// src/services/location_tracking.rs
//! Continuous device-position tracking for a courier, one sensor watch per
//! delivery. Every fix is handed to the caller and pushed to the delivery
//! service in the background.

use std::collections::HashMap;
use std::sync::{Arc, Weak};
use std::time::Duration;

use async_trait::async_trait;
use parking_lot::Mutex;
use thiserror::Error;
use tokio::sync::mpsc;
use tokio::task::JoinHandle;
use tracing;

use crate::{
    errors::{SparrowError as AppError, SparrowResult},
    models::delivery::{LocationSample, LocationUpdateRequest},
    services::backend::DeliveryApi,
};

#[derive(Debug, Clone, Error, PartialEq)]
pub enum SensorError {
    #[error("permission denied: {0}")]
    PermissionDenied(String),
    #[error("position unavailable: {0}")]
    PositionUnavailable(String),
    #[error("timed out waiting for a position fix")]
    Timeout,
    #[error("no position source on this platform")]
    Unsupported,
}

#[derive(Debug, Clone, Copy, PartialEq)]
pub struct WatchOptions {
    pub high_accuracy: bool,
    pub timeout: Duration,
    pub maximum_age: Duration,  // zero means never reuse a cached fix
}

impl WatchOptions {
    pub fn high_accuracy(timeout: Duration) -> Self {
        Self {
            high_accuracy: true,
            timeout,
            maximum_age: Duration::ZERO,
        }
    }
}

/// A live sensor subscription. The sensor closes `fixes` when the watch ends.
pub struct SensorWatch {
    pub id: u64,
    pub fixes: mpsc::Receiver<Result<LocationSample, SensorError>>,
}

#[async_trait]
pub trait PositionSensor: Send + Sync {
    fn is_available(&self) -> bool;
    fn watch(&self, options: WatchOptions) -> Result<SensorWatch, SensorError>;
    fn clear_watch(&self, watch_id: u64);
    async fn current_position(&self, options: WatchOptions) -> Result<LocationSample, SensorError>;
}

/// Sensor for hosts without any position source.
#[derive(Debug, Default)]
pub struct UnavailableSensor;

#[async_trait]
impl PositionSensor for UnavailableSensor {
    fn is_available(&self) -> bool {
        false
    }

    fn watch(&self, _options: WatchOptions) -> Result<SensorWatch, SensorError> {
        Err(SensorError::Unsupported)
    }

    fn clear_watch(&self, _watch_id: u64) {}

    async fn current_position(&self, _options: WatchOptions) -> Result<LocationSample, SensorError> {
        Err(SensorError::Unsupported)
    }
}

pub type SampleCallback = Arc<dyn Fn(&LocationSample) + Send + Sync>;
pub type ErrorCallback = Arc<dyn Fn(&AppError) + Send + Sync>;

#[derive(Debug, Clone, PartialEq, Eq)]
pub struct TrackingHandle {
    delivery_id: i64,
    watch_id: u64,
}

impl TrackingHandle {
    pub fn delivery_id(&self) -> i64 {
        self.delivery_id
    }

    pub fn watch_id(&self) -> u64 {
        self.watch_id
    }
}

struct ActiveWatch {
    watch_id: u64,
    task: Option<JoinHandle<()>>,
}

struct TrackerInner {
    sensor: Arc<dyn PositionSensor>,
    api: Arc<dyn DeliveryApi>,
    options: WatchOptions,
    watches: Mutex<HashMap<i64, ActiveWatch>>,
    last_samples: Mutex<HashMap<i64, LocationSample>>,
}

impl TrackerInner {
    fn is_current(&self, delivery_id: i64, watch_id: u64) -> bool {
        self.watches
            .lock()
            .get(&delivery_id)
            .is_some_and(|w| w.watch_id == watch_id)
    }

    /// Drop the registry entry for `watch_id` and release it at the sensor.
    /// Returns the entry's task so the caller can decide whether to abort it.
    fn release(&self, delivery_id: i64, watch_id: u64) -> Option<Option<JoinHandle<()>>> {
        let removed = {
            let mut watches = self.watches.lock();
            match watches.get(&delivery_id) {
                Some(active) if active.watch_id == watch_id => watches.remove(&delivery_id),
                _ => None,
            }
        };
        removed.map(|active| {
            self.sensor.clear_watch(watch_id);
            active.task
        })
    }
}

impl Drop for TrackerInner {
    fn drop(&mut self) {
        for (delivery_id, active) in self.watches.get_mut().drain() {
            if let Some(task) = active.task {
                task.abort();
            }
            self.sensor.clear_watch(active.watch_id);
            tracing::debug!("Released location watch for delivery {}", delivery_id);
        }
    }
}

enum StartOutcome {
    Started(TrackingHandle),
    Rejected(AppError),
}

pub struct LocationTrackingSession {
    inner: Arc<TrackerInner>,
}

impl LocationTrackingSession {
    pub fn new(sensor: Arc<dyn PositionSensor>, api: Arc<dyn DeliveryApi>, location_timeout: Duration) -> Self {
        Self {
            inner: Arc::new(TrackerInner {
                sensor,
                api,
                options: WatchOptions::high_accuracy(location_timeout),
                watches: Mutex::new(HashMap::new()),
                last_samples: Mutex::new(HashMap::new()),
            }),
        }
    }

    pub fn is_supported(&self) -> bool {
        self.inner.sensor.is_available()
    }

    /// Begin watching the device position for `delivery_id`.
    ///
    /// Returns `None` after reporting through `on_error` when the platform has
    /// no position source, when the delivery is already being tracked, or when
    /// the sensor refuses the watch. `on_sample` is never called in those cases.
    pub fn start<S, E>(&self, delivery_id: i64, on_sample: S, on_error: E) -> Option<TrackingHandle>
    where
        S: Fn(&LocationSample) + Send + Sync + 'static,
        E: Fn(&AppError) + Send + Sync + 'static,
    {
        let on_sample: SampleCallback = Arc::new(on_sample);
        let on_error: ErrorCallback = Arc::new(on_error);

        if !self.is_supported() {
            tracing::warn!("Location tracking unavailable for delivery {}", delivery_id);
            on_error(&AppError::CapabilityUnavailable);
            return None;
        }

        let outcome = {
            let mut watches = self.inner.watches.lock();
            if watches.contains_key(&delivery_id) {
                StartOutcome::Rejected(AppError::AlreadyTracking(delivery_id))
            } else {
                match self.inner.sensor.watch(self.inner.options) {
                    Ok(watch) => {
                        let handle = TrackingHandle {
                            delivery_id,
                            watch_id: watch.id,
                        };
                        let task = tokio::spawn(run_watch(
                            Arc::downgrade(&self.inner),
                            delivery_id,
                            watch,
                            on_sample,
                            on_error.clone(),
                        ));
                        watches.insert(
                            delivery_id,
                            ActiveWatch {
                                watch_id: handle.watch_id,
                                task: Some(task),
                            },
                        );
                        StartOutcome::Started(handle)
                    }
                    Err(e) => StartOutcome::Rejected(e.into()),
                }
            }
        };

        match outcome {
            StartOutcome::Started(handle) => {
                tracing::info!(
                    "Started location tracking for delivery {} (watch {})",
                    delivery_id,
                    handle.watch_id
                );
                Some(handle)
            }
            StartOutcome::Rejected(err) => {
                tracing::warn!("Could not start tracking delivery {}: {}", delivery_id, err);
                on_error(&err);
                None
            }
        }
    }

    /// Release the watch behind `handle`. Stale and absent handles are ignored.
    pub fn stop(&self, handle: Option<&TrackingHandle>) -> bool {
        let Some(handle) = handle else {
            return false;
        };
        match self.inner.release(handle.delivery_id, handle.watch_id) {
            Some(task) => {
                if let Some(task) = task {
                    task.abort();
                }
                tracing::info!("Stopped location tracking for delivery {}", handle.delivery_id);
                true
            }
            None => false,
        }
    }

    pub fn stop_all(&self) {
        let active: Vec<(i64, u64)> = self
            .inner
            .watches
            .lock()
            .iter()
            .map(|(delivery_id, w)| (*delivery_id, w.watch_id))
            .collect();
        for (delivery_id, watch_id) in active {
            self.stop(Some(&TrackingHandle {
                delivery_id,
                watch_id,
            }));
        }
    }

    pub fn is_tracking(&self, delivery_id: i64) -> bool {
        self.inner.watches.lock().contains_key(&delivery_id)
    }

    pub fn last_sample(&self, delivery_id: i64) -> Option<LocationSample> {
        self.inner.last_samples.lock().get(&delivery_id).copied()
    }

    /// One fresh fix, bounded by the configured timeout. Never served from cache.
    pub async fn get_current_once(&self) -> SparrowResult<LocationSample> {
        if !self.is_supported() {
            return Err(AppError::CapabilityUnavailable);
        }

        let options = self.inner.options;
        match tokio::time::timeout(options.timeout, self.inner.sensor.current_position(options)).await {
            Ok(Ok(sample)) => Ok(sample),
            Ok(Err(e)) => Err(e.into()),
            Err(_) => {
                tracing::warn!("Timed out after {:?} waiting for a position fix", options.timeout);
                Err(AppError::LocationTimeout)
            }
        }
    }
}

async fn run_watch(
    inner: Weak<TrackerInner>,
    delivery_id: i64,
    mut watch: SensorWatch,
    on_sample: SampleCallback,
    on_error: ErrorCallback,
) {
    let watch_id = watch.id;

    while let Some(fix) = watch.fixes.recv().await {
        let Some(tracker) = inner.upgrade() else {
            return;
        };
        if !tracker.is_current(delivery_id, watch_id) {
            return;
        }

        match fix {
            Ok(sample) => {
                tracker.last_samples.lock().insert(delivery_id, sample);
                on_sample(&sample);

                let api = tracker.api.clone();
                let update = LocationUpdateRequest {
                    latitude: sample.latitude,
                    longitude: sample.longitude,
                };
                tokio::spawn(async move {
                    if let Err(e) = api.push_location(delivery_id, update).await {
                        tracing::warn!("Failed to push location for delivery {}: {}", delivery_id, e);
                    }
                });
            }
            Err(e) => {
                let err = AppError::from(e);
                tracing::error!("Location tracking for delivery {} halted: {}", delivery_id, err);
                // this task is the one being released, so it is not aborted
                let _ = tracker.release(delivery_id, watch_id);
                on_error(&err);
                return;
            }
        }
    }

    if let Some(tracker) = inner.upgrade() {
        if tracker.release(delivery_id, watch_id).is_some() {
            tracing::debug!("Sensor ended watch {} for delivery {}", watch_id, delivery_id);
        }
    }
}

------------------------------------------------------------------------

**ASSIGNMENT**
Set down, exactly and only, the lines running from the one holding "if let Some(tracker)" through the end of the records above, both ends included.

**RESPONSE TO THE EXERCISE**
    if let Some(tracker) = inner.upgrade() {
        if tracker.release(delivery_id, watch_id).is_some() {
            tracing::debug!("Sensor ended watch {} for delivery {}", watch_id, delivery_id);
        }
    }
}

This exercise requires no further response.